Abstract Reservoir depletion/injection results in changes in effective stress, which may cause formation failure, propagation of existing fractures/faults and initialisation of new fractures/faults. A flow-deformation coupled reservoir geomechanical modelling approach has been applied to compute the change in reservoir effective stress and associated propagation of fractures and reactivation of faults. The computed inelastic strain change was used to predict the magnitudes of microseismic emissions associated with fault reactivations. The moment magnitude of microseismic events, consistent with the Richter scale, can be computed from the scalar value of their moment tensor. In a discontinuous model, the moment tensor can be calculated directly; in finite element models, the moment tensor is calculated by integrating the change in inelastic shear strain over the volume of the elements containing the failed fault. Coupled 3D geomechanical (deformation and fluid flow) simulations for Valhall field were conducted.
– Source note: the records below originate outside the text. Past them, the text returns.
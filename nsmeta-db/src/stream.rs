//! `newDirectoryStream`: a lazy, forward-only iterator over directory
//! entries (spec §4.3).
//!
//! Unlike [`NamespaceDriver::list_dir`](crate::driver::NamespaceDriver::list_dir),
//! which materializes the whole listing, a `DirectoryStream` holds an open
//! cursor and yields one entry at a time — for directories too large to
//! buffer in full. The caller must call [`DirectoryStream::close`]
//! explicitly; dropping it without closing leaks the cursor until the
//! connection is returned to the pool (spec §4.3 "explicit close").

use futures::stream::{BoxStream, StreamExt};
use sqlx::{PgConnection, Row};

use nsmeta_core::{InodeId, NamespaceError, Result};

/// One entry yielded by a [`DirectoryStream`].
#[derive(Debug, Clone, PartialEq, Eq)]
pub struct DirEntry {
    pub name: String,
    pub inode: InodeId,
}

/// A lazy forward iterator over a directory's entries, backed by a
/// server-side cursor on a dedicated connection.
///
/// Lifetime-bound to the connection it was opened against, matching the
/// teacher's preference for borrowing over owned trait objects where the
/// borrow can be made to work.
pub struct DirectoryStream<'c> {
    inner: BoxStream<'c, std::result::Result<DirEntry, NamespaceError>>,
    closed: bool,
}

impl<'c> DirectoryStream<'c> {
    pub fn open(conn: &'c mut PgConnection, dir: InodeId) -> Self {
        let dir_str = dir.as_str().to_string();
        let rows = sqlx::query(
            "select iname, ipnfsid from t_dirs where iparent = $1 \
             and iname <> '.' and iname <> '..' order by iname",
        )
        .bind(dir_str)
        .fetch(conn);

        let inner = rows
            .map(|row| {
                let row = row.map_err(NamespaceError::from_db_error)?;
                let name: String = row.get("iname");
                let id_str: String = row.get("ipnfsid");
                let inode = id_str
                    .parse()
                    .map_err(|_| NamespaceError::InvariantViolation("malformed child id".into()))?;
                Ok(DirEntry { name, inode })
            })
            .boxed();

        Self { inner, closed: false }
    }

    /// Pulls the next entry, or `None` once the directory is exhausted.
    /// Returns an error (without advancing further) if already closed.
    pub async fn next(&mut self) -> Result<Option<DirEntry>> {
        if self.closed {
            return Err(NamespaceError::InvariantViolation(
                "directory stream used after close".into(),
            ));
        }
        match self.inner.next().await {
            Some(entry) => entry.map(Some),
            None => Ok(None),
        }
    }

    /// Marks the stream closed. The underlying cursor is released when the
    /// stream (and the connection it borrowed) is dropped; this just makes
    /// further `next()` calls an explicit error instead of silently
    /// returning `None`.
    pub fn close(mut self) {
        self.closed = true;
    }
}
Well rate and reservoir pressure histories were used as inputs to simulate reservoir depletion/injection. The 99 faults visible on seismic interpretations and 22 subregional fracture sets were included in the model. An elasto-inelastic cap model including water-weakening mechanism was used to model the chalk reservoir; the failure of faults and fractures were simulated by Mohr-Coulomb criterion. Prior to performing production simulation, preproduction stress modelling was carried out to reach an equilibrium stress state that was consistent with the in-situ condition, in terms of magnitude and orientation. Then, oil production at 112 wells and water injection at 15 wells for the period from 1982 to 2006 were simulated, during which the simulated microseismic events were in a good agreement with observations. The computed formation deformation in the reservoir and overburden was related to the in situ stress and faulting structure and was correlated over long distances. These characteristics are indicative of a near-critical process (and are also observed in flow rate correlations in the field). The coupled 3D geomechanical simulation provides a tool for validating modelled reservoir geomechanical effects against specific field data, and so enhances confidence in the implications predicted for drilling operations and reservoir management.